Towards safer risperidone prescribing in Alzheimers Disease

Background In the treatment of psychosis, agitation and aggression in Alzheimers disease (AD), guidelines emphasise the need to use the lowest possible dose of antipsychotic drugs, but provide no information on optimal dosing. Aims This analysis investigated the pharmacokinetic profiles of risperidone and active metabolite, 9-hydroxy (OH)-risperidone, and how this related to emergent extrapyramidal side effects (EPS), using data from The Clinical Antipsychotic Trials of Intervention Effectiveness-AD study. Method A statistical model, which described the concentration-time course of risperidone and 9-OH-risperidone, was used to predict peak, trough and average concentrations of risperidone, 9-OH-risperidone and active moiety (combined concentrations) (108 CATIE-AD participants). Logistic regression was used to investigate the associations of pharmacokinetic biomarkers with EPS. Model based predictions were used to simulate the dose adjustments needed to avoid EPS. Results The model showed an age-related reduction in risperidone clearance (p<0.0001), and estimated that 22% of patients had slower active moiety clearance (concentration-to-dose ratio 20.2 (SD 7.2) versus 7.6 (SD 4.9) ng/mL per mg/day, Mann Whitney U, p<0.0001).
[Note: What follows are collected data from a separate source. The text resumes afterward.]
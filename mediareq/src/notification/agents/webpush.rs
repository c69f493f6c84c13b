//! Browser push agent.
//!
//! Fans out to every push subscription owned by the audience. The transport
//! collaborator performs the Web Push encryption and VAPID signing using the
//! subscription material carried on the request; this agent decides who
//! receives what and prunes subscriptions that are gone (404/410) or whose
//! endpoint cannot be reached. Pruning is the only persisted side effect of a
//! delivery.

use std::sync::Arc;
use std::sync::atomic::{AtomicUsize, Ordering};

use async_trait::async_trait;
use futures::stream::{self, StreamExt};
use serde::{Deserialize, Serialize};
use serde_json::json;
use tracing::{debug, info, warn};
use url::Url;

use super::{NotificationAgent, resolve_audience};
use crate::error::{Error, Result};
use crate::models::PushSubscription;
use crate::notification::transport::{DeliveryRequest, Transport};
use crate::notification::{Notification, NotificationTypes, has_notification_type};
use crate::store::{PushSubscriptionStore, UserStore};

const PUSH_CONCURRENCY: usize = 8;
/// Seconds the push service may hold an undelivered message.
const PUSH_TTL: u32 = 3600;

#[derive(Debug, Clone, Default, Serialize, Deserialize)]
pub struct WebPushConfig {
    pub enabled: bool,
    /// Categories this agent delivers; zero means all.
    pub types: NotificationTypes,
}

pub struct WebPushAgent {
    config: WebPushConfig,
    user_store: Arc<dyn UserStore>,
    subscription_store: Arc<dyn PushSubscriptionStore>,
    transport: Arc<dyn Transport>,
}

impl WebPushAgent {
    pub fn new(
        config: WebPushConfig,
        user_store: Arc<dyn UserStore>,
        subscription_store: Arc<dyn PushSubscriptionStore>,
        transport: Arc<dyn Transport>,
    ) -> Self {
        Self {
            config,
            user_store,
            subscription_store,
            transport,
        }
    }

    fn build_payload(&self, notification: &Notification) -> serde_json::Value {
        let event = &notification.event;
        json!({
            "notification_type": notification.kind().name(),
            "subject": event.subject(),
            "message": event.message(),
            "image": notification.image.as_ref().map(Url::as_str),
            "media": event.media().map(|m| json!({
                "media_type": m.media_type.to_string(),
                "tmdb_id": m.tmdb_id,
            })),
            "request_id": event.request().map(|r| r.id),
            "issue_id": event.issue().map(|i| i.id),
        })
    }

    fn build_request(
        &self,
        subscription: &PushSubscription,
        vapid_subject: &str,
        payload: &serde_json::Value,
    ) -> Result<DeliveryRequest> {
        let endpoint = Url::parse(&subscription.endpoint).map_err(|e| {
            Error::validation(format!(
                "Push subscription {} has an invalid endpoint: {e}",
                subscription.id
            ))
        })?;
        Ok(DeliveryRequest::json(endpoint, payload.clone())
            .with_header("TTL", PUSH_TTL.to_string())
            .with_header("X-WebPush-P256dh", subscription.p256dh.clone())
            .with_header("X-WebPush-Auth", subscription.auth.clone())
            .with_header("X-WebPush-Subject", vapid_subject.to_string()))
    }

    /// Deliver to one subscription. A gone status (404/410) or a transport
    /// error marks the subscription presumed-expired and prunes it; a plain
    /// rejection leaves it in place.
    async fn deliver_one(
        &self,
        subscription: &PushSubscription,
        vapid_subject: &str,
        payload: &serde_json::Value,
    ) -> bool {
        let request = match self.build_request(subscription, vapid_subject, payload) {
            Ok(request) => request,
            Err(e) => {
                warn!(subscription_id = %subscription.id, error = %e, "Skipping push subscription");
                return false;
            }
        };

        match self.transport.deliver(request).await {
            Ok(response) if response.is_success() => true,
            Ok(response) if response.is_gone() => {
                info!(
                    subscription_id = %subscription.id,
                    status = response.status,
                    "Removing expired push subscription"
                );
                self.prune(subscription).await;
                false
            }
            Ok(response) => {
                warn!(
                    subscription_id = %subscription.id,
                    status = response.status,
                    "Push service rejected notification"
                );
                false
            }
            Err(e) => {
                warn!(
                    subscription_id = %subscription.id,
                    error = %e,
                    "Push delivery failed, removing unreachable subscription"
                );
                self.prune(subscription).await;
                false
            }
        }
    }

    async fn prune(&self, subscription: &PushSubscription) {
        if let Err(e) = self.subscription_store.remove(&subscription.id).await {
            warn!(
                subscription_id = %subscription.id,
                error = %e,
                "Failed to remove push subscription"
            );
        }
    }
}

#[async_trait]
impl NotificationAgent for WebPushAgent {
    fn agent_type(&self) -> &'static str {
        "webpush"
    }

    fn should_send(&self, kind: NotificationTypes) -> bool {
        self.config.enabled && has_notification_type(kind, self.config.types)
    }

    async fn send(&self, notification: &Notification) -> Result<bool> {
        // Sender identity for VAPID comes from the owner account.
        let vapid_subject = match self.user_store.owner().await {
            Ok(owner) => format!("mailto:{}", owner.email),
            Err(e) => {
                warn!(error = %e, "Push agent cannot resolve the owner account");
                return Ok(false);
            }
        };

        let kind = notification.kind();
        let audience = resolve_audience(&self.user_store, notification).await?;
        let mut subscriptions = Vec::new();
        for user in &audience {
            if !has_notification_type(kind, user.settings.push_types) {
                continue;
            }
            subscriptions.extend(self.subscription_store.list_for_user(user.id).await?);
        }
        if subscriptions.is_empty() {
            debug!("Push notification has no target subscriptions");
            return Ok(false);
        }

        let payload = self.build_payload(notification);
        let delivered = AtomicUsize::new(0);
        stream::iter(&subscriptions)
            .for_each_concurrent(PUSH_CONCURRENCY, |subscription| {
                let vapid_subject = &vapid_subject;
                let payload = &payload;
                let delivered = &delivered;
                async move {
                    if self.deliver_one(subscription, vapid_subject, payload).await {
                        delivered.fetch_add(1, Ordering::Relaxed);
                    }
                }
            })
            .await;

        Ok(delivered.load(Ordering::Relaxed) > 0)
    }
}

#[cfg(test)]
mod tests {
    use super::*;
    use crate::models::{MediaRef, MediaStatus, MediaType, RequestRef, User};
    use crate::notification::transport::{DeliveryResponse, MockTransport};
    use crate::permissions::Permissions;
    use crate::store::MemoryStore;

    fn movie() -> MediaRef {
        MediaRef {
            media_type: MediaType::Movie,
            tmdb_id: 603,
            status: MediaStatus::Available,
        }
    }

    fn subscription(id: &str, user_id: i64, endpoint: &str) -> PushSubscription {
        PushSubscription {
            id: id.to_string(),
            user_id,
            endpoint: endpoint.to_string(),
            p256dh: "BPubKey".to_string(),
            auth: "authsecret".to_string(),
        }
    }

    fn store_with_owner_and_user() -> (Arc<MemoryStore>, User) {
        let store = MemoryStore::new();
        let mut owner = User::new(1, "Root", Permissions::empty());
        owner.is_owner = true;
        owner.email = "owner@example.com".into();
        store.add_user(owner);
        let user = User::new(5, "Trinity", Permissions::REQUEST);
        store.add_user(user.clone());
        (Arc::new(store), user)
    }

    fn available(requester: User) -> Notification {
        Notification::request_available(
            movie(),
            "The Matrix".into(),
            RequestRef { id: 7 },
            requester,
        )
    }

    fn enabled_config() -> WebPushConfig {
        WebPushConfig {
            enabled: true,
            types: NotificationTypes::empty(),
        }
    }

    #[tokio::test]
    async fn partial_failure_still_counts_as_delivered() {
        let (store, user) = store_with_owner_and_user();
        store.add_subscription(subscription("s1", 5, "https://push.example.com/a"));
        store.add_subscription(subscription("s2", 5, "https://push.example.com/b"));
        store.add_subscription(subscription("s3", 5, "https://push.example.com/c"));

        let mut transport = MockTransport::new();
        transport.expect_deliver().times(3).returning(|request| {
            if request.endpoint.path() == "/b" {
                Ok(DeliveryResponse {
                    status: 410,
                    body: None,
                })
            } else {
                Ok(DeliveryResponse {
                    status: 201,
                    body: None,
                })
            }
        });

        let agent = WebPushAgent::new(
            enabled_config(),
            store.clone(),
            store.clone(),
            Arc::new(transport),
        );
        let delivered = agent.send(&available(user)).await.unwrap();
        assert!(delivered);
        // The expired subscription was pruned, the other two survive.
        assert_eq!(store.subscription_count(), 2);
    }

    #[tokio::test]
    async fn vapid_subject_comes_from_owner_email() {
        let (store, user) = store_with_owner_and_user();
        store.add_subscription(subscription("s1", 5, "https://push.example.com/a"));

        let mut transport = MockTransport::new();
        transport
            .expect_deliver()
            .withf(|request| {
                request.headers.iter().any(|(n, v)| {
                    n == "X-WebPush-Subject" && v == "mailto:owner@example.com"
                }) && request.headers.iter().any(|(n, _)| n == "TTL")
            })
            .times(1)
            .returning(|_| {
                Ok(DeliveryResponse {
                    status: 201,
                    body: None,
                })
            });

        let agent = WebPushAgent::new(
            enabled_config(),
            store.clone(),
            store,
            Arc::new(transport),
        );
        assert!(agent.send(&available(user)).await.unwrap());
    }

    #[tokio::test]
    async fn missing_owner_is_reported_not_raised() {
        let store = Arc::new(MemoryStore::new());
        let user = User::new(5, "Trinity", Permissions::REQUEST);
        let agent = WebPushAgent::new(
            enabled_config(),
            store.clone(),
            store,
            Arc::new(MockTransport::new()),
        );
        assert!(!agent.send(&available(user)).await.unwrap());
    }

    #[tokio::test]
    async fn personal_mask_filters_subscriptions() {
        let (store, mut user) = store_with_owner_and_user();
        store.add_subscription(subscription("s1", 5, "https://push.example.com/a"));
        user.settings.push_types = NotificationTypes::MEDIA_DECLINED;

        let agent = WebPushAgent::new(
            enabled_config(),
            store.clone(),
            store,
            Arc::new(MockTransport::new()),
        );
        // MEDIA_AVAILABLE is not in the user's mask, so nothing is attempted.
        assert!(!agent.send(&available(user)).await.unwrap());
    }

    #[tokio::test]
    async fn transport_error_prunes_without_escalating() {
        let (store, user) = store_with_owner_and_user();
        store.add_subscription(subscription("s1", 5, "https://push.example.com/a"));

        let mut transport = MockTransport::new();
        transport
            .expect_deliver()
            .returning(|_| Err(Error::transport("tls handshake failed")));

        let agent = WebPushAgent::new(
            enabled_config(),
            store.clone(),
            store.clone(),
            Arc::new(transport),
        );
        let delivered = agent.send(&available(user)).await.unwrap();
        assert!(!delivered);
        // An unreachable endpoint is presumed expired and removed.
        assert_eq!(store.subscription_count(), 0);
    }

    #[tokio::test]
    async fn unreachable_subscription_is_pruned_and_siblings_deliver() {
        let (store, user) = store_with_owner_and_user();
        store.add_subscription(subscription("s1", 5, "https://push.example.com/a"));
        store.add_subscription(subscription("s2", 5, "https://push.example.com/b"));
        store.add_subscription(subscription("s3", 5, "https://push.example.com/c"));

        let mut transport = MockTransport::new();
        transport.expect_deliver().times(3).returning(|request| {
            if request.endpoint.path() == "/b" {
                Err(Error::transport("connection refused"))
            } else {
                Ok(DeliveryResponse {
                    status: 201,
                    body: None,
                })
            }
        });

        let agent = WebPushAgent::new(
            enabled_config(),
            store.clone(),
            store.clone(),
            Arc::new(transport),
        );
        let delivered = agent.send(&available(user)).await.unwrap();
        assert!(delivered);
        // Only the failed subscription is removed.
        let remaining = store.list_for_user(5).await.unwrap();
        let ids: Vec<&str> = remaining.iter().map(|s| s.id.as_str()).collect();
        assert_eq!(ids, vec!["s1", "s3"]);
    }
}
//! Discord webhook agent.
//!
//! Delivers a rich embed to one configured channel webhook. Users who linked a
//! Discord id and whose personal mask admits the category are mentioned in the
//! message content, so a broadcast still pings the people it concerns.

use std::sync::Arc;

use async_trait::async_trait;
use serde::{Deserialize, Serialize};
use serde_json::json;
use tracing::{debug, warn};
use url::Url;

use super::{NotificationAgent, resolve_audience};
use crate::error::Result;
use crate::notification::events::media_link;
use crate::notification::transport::{DeliveryRequest, Transport};
use crate::notification::{Notification, NotificationTypes, has_notification_type};
use crate::store::UserStore;

const COLOR_ORANGE: u32 = 0xE87B03;
const COLOR_GREEN: u32 = 0x2ECC71;
const COLOR_PURPLE: u32 = 0x9B59B6;
const COLOR_RED: u32 = 0xE74C3C;
const COLOR_BLUE: u32 = 0x3498DB;

#[derive(Debug, Clone, Default, Serialize, Deserialize)]
pub struct DiscordConfig {
    pub enabled: bool,
    /// Categories this agent delivers; zero means all.
    pub types: NotificationTypes,
    pub webhook_url: Option<Url>,
    /// Override for the webhook's display name.
    pub bot_username: Option<String>,
    pub bot_avatar_url: Option<Url>,
    /// Mention linked users in the message content.
    pub enable_mentions: bool,
    /// Base URL of the host application, for embed deep links.
    pub application_url: Option<Url>,
}

pub struct DiscordAgent {
    config: DiscordConfig,
    user_store: Arc<dyn UserStore>,
    transport: Arc<dyn Transport>,
}

impl DiscordAgent {
    pub fn new(
        config: DiscordConfig,
        user_store: Arc<dyn UserStore>,
        transport: Arc<dyn Transport>,
    ) -> Self {
        Self {
            config,
            user_store,
            transport,
        }
    }

    fn embed_color(kind: NotificationTypes) -> u32 {
        const GREEN: NotificationTypes = NotificationTypes::MEDIA_APPROVED
            .union(NotificationTypes::MEDIA_AUTO_APPROVED)
            .union(NotificationTypes::MEDIA_AVAILABLE)
            .union(NotificationTypes::ISSUE_RESOLVED);
        const RED: NotificationTypes = NotificationTypes::MEDIA_DECLINED
            .union(NotificationTypes::MEDIA_FAILED)
            .union(NotificationTypes::ISSUE_CREATED)
            .union(NotificationTypes::ISSUE_REOPENED);

        if kind.intersects(NotificationTypes::MEDIA_PENDING) {
            COLOR_ORANGE
        } else if kind.intersects(GREEN) {
            COLOR_GREEN
        } else if kind.intersects(RED) {
            COLOR_RED
        } else if kind.intersects(NotificationTypes::ISSUE_COMMENT) {
            COLOR_PURPLE
        } else {
            COLOR_BLUE
        }
    }

    fn build_embed(&self, notification: &Notification) -> serde_json::Value {
        let event = &notification.event;
        let mut fields: Vec<serde_json::Value> = notification
            .extra
            .iter()
            .map(|f| json!({ "name": f.name, "value": f.value, "inline": true }))
            .collect();
        if let Some(issue) = event.issue() {
            fields.push(json!({
                "name": "Issue Type",
                "value": issue.issue_type.to_string(),
                "inline": true,
            }));
        }

        let url = self.config.application_url.as_ref().and_then(|base| {
            event.media().and_then(|media| media_link(base, media))
        });

        json!({
            "title": event.subject(),
            "description": event.message(),
            "color": Self::embed_color(notification.kind()),
            "url": url.as_ref().map(Url::as_str),
            "thumbnail": notification.image.as_ref().map(|i| json!({ "url": i.as_str() })),
            "fields": fields,
        })
    }

    /// `<@id>` mentions for every audience member who linked a Discord id and
    /// whose personal mask admits this category.
    async fn mention_content(&self, notification: &Notification) -> Result<String> {
        if !self.config.enable_mentions {
            return Ok(String::new());
        }
        let kind = notification.kind();
        let audience = resolve_audience(&self.user_store, notification).await?;
        let mentions: Vec<String> = audience
            .iter()
            .filter(|user| has_notification_type(kind, user.settings.discord_types))
            .filter_map(|user| user.settings.discord_id.as_ref())
            .map(|id| format!("<@{id}>"))
            .collect();
        Ok(mentions.join(" "))
    }
}

#[async_trait]
impl NotificationAgent for DiscordAgent {
    fn agent_type(&self) -> &'static str {
        "discord"
    }

    fn should_send(&self, kind: NotificationTypes) -> bool {
        self.config.enabled && has_notification_type(kind, self.config.types)
    }

    async fn send(&self, notification: &Notification) -> Result<bool> {
        let Some(url) = &self.config.webhook_url else {
            warn!("Discord agent enabled but no webhook URL configured");
            return Ok(false);
        };

        let content = self.mention_content(notification).await?;
        let payload = json!({
            "username": self.config.bot_username,
            "avatar_url": self.config.bot_avatar_url.as_ref().map(Url::as_str),
            "content": content,
            "embeds": [self.build_embed(notification)],
        });

        let response = self
            .transport
            .deliver(DeliveryRequest::json(url.clone(), payload))
            .await?;
        if response.is_success() {
            debug!(subject = %notification.event.subject(), "Discord notification sent");
            Ok(true)
        } else {
            warn!(
                status = response.status,
                body = response.body.as_deref().unwrap_or(""),
                "Discord webhook rejected notification"
            );
            Ok(false)
        }
    }
}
Higher average and trough 9-OH-risperidone concentrations (p<0.0001), and lower Mini-Mental State Examination (MMSE) scores (p<0.0001), were associated with EPS. Model based predictions suggest the optimum dose ranged from 0.25mg/day in those aged 85 years with MMSEs of 5, to 1mg/day in those aged 75 years with MMSEs of 15, with alternate day dosing required for those with slower drug clearance. Conclusions Our findings argue for age and MMSE related dose adjustments and suggest that a single plasma sample could be used to identify those with slower drug clearance.